Despite America’s slowly reviving economy, a record 46.5 million Americans are living in poverty and the nation’s poverty rate remains stuck at 15 percent, including 25.6 percent of Latinos.
More than one in seven Americans live in poverty, not statistically different from the 46.2 million impoverished Americans in 2011, the sixth straight year the rate had failed to improve, the Census Bureau reported Tuesday. The median income for the nation’s households was $51,017, also unchanged from the previous year after two consecutive annual declines, while the share of people without health insurance did improve – but only slightly, from 15.7 percent to 15.4 percent.
The statistics are a discouraging lack of improvement and an unwelcome benchmark for President Barack Obama’s recovery plans.
Blacks had the highest rate at 27.2 percent, compared to 25.6 percent for Hispanics and 11.7 percent for Asian-Americans. Whites had a poverty rate of 9.7 percent.
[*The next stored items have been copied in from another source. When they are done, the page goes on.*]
use std::cell::RefCell;
use std::rc::Rc;

use wasm_bindgen::prelude::*;
use web_sys::HtmlCanvasElement;

use crate::config::SceneConfig;
use crate::frame_gate::FrameGate;
use crate::gpu::compositor::FrameCompositor;
use crate::gpu::resources::{generate_noise, SceneAssets};
use crate::gpu::shaders::ShaderSources;
use crate::gpu::textures::CubemapImages;
use crate::mesh_asset::MeshAsset;

/// Sky face size used in the browser, where no skybox directory exists.
const WEB_SKY_SIZE: u32 = 256;

/// Smaller default volume for the browser; generation is synchronous.
const WEB_NOISE_SIZE: u32 = 64;

#[wasm_bindgen]
pub struct WaterScene {
    inner: Rc<RefCell<SceneContext>>,
    gate: Rc<FrameGate>,
}

struct SceneContext {
    compositor: FrameCompositor,
    surface: wgpu::Surface<'static>,
    config: wgpu::SurfaceConfiguration,
}

impl SceneContext {
    fn apply_resize(&mut self, width: u32, height: u32) {
        self.compositor.resize(width, height);
        if self.compositor.is_hidden() {
            return;
        }
        let (width, height) = self.compositor.size();
        self.config.width = width;
        self.config.height = height;
        self.surface.configure(self.compositor.device(), &self.config);
    }
}

#[wasm_bindgen]
pub fn init_panic_hook() {
    console_error_panic_hook::set_once();
    let _ = console_log::init_with_level(log::Level::Info);
}

#[wasm_bindgen]
impl WaterScene {
    #[wasm_bindgen(constructor)]
    pub fn new() -> Result<WaterScene, JsValue> {
        Err(JsValue::from_str("Use create_water_scene async constructor"))
    }

    /// Advance by `dt` seconds and draw one frame.
    ///
    /// Returns false if the frame was skipped: another frame is still being
    /// recorded, or the canvas has no area.
    pub fn render(&self, dt: f32) -> bool {
        let Some(ticket) = self.gate.begin() else {
            return false;
        };
        let Ok(mut inner) = self.inner.try_borrow_mut() else {
            if let Some((width, height)) = ticket.resize {
                self.gate.defer_resize(width, height);
            }
            return false;
        };
        let ctx = &mut *inner;

        if let Some((width, height)) = ticket.resize {
            ctx.apply_resize(width, height);
        }
        ctx.compositor.tick(dt);
        if ctx.compositor.is_hidden() {
            return false;
        }

        match ctx.surface.get_current_texture() {
            Ok(output) => {
                let view = output.texture.create_view(&wgpu::TextureViewDescriptor::default());
                let drawn = ctx.compositor.render(&view);
                output.present();
                drawn
            }
            Err(wgpu::SurfaceError::Lost) => {
                ctx.surface.configure(ctx.compositor.device(), &ctx.config);
                false
            }
            Err(wgpu::SurfaceError::OutOfMemory) => {
                log::error!("Surface out of memory");
                false
            }
            Err(e) => {
                log::warn!("Surface error: {:?}", e);
                false
            }
        }
    }

    /// New canvas size in pixels. Re-renders immediately unless a frame is
    /// already in flight, in which case the size is applied by the next one.
    pub fn resize(&self, width: u32, height: u32) {
        self.gate.defer_resize(width, height);
        self.render(0.0);
    }

    /// Orbit direction: -1, 0 or 1.
    pub fn set_direction(&self, direction: f32) {
        if let Ok(mut inner) = self.inner.try_borrow_mut() {
            inner.compositor.set_direction(direction);
        }
    }

    pub fn depth_lookup(&self) -> f32 {
        self.inner
            .try_borrow()
            .map(|inner| inner.compositor.depth_lookup())
            .unwrap_or_default()
    }

    /// Frames refused because another was still being recorded.
    pub fn skipped_frames(&self) -> f64 {
        self.gate.skipped_frames() as f64
    }
}

/// Build the water scene on `canvas`. `obj` and `mtl` carry the model's
/// OBJ and MTL text; without `obj` the scene has no floating model.
/// `config_json` is a scene config; without it a smaller noise volume is used.
#[wasm_bindgen]
pub async fn create_water_scene(
    canvas: HtmlCanvasElement,
    obj: Option<String>,
    mtl: Option<String>,
    config_json: Option<String>,
) -> Result<WaterScene, JsValue> {
    init_panic_hook();

    let to_js = |e: anyhow::Error| JsValue::from_str(&format!("{:#}", e));

    let scene_config = match config_json {
        Some(json) => SceneConfig::from_json(&json).map_err(to_js)?,
        None => {
            let mut config = SceneConfig::default();
            config.noise.size = WEB_NOISE_SIZE;
            config
        }
    };

    let mesh = match obj {
        Some(obj) => Some(MeshAsset::from_obj_mtl("model", &obj, mtl.as_deref()).map_err(to_js)?),
        None => None,
    };
    let assets = SceneAssets::with_parts(
        &scene_config,
        generate_noise(&scene_config),
        CubemapImages::procedural(WEB_SKY_SIZE),
        mesh,
        ShaderSources::builtin(),
    );

    let instance = wgpu::Instance::new(wgpu::InstanceDescriptor::default());

    let target = wgpu::SurfaceTarget::Canvas(canvas.clone());
    let surface = instance
        .create_surface(target)
        .map_err(|e| JsValue::from_str(&format!("Failed to create surface: {}", e)))?;

    let adapter = instance
        .request_adapter(&wgpu::RequestAdapterOptions {
            power_preference: wgpu::PowerPreference::None,
            compatible_surface: Some(&surface),
            force_fallback_adapter: false,
        })
        .await
        .ok_or_else(|| JsValue::from_str("Failed to find an appropriate adapter"))?;

    let (device, queue) = adapter
        .request_device(
            &wgpu::DeviceDescriptor {
                label: None,
                required_features: wgpu::Features::empty(),
                required_limits: wgpu::Limits::downlevel_webgl2_defaults(),
                memory_hints: Default::default(),
            },
            None,
        )
        .await
        .map_err(|e| JsValue::from_str(&format!("Failed to create device: {}", e)))?;

    let surface_caps = surface.get_capabilities(&adapter);
    let surface_format = surface_caps
        .formats
        .iter()
        .copied()
        .find(|f: &wgpu::TextureFormat| f.is_srgb())
        .or_else(|| surface_caps.formats.first().copied())
        .ok_or_else(|| JsValue::from_str("Surface reports no formats"))?;

    let config = wgpu::SurfaceConfiguration {
        usage: wgpu::TextureUsages::RENDER_ATTACHMENT,
        format: surface_format,
        width: canvas.width().max(1),
        height: canvas.height().max(1),
        present_mode: wgpu::PresentMode::Fifo,
        alpha_mode: surface_caps
            .alpha_modes
            .first()
            .copied()
            .unwrap_or(wgpu::CompositeAlphaMode::Auto),
        view_formats: vec![],
        desired_maximum_frame_latency: 2,
    };
    surface.configure(&device, &config);

    let compositor = FrameCompositor::new(
        device,
        queue,
        config.format,
        canvas.width(),
        canvas.height(),
        &scene_config,
        &assets,
    )
    .await
    .map_err(to_js)?;

    Ok(WaterScene {
        inner: Rc::new(RefCell::new(SceneContext {
            compositor,
            surface,
            config,
        })),
        gate: Rc::new(FrameGate::new()),
    })
}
The latest poverty numbers add to a dismal Census data which shows the rate of unemployment among families earning less than $20,000, living in poverty, has topped 21 percent, nearly matching the rate for all workers during the 1930s Great Depression. This is part of a larger trend showing the gap in employment rates among America’s highest-and lowest-income families has stretched to its widest levels since officials began tracking the data a decade ago, according to an analysis of government data conducted for The Associated Press.
“We’re in the doldrums, with high poverty and inequality as the new normal for the foreseeable future,” said Timothy Smeeding, an economics professor at the University of Wisconsin-Madison who specializes in income inequality. “The fact we’ve seen no real recovery in employment and wages means we’ve just flatlined.”
Mississippi had the highest share of its residents in poverty, at 22 percent, according to rough calculations by the Census Bureau. It was followed by Louisiana, New Mexico and Arkansas. On the other end of the scale, New Hampshire had the lowest share, at 8.1 percent.
The last significant decline in the national poverty rate came in 2006, during the Bush administration and before the housing bubble burst and the recession hit. In 2011, the rate dipped to 15 percent from 15.1 percent, but census officials said that change was statistically insignificant.
For the past year, the official poverty line was an annual income of $23,492 for a family of four.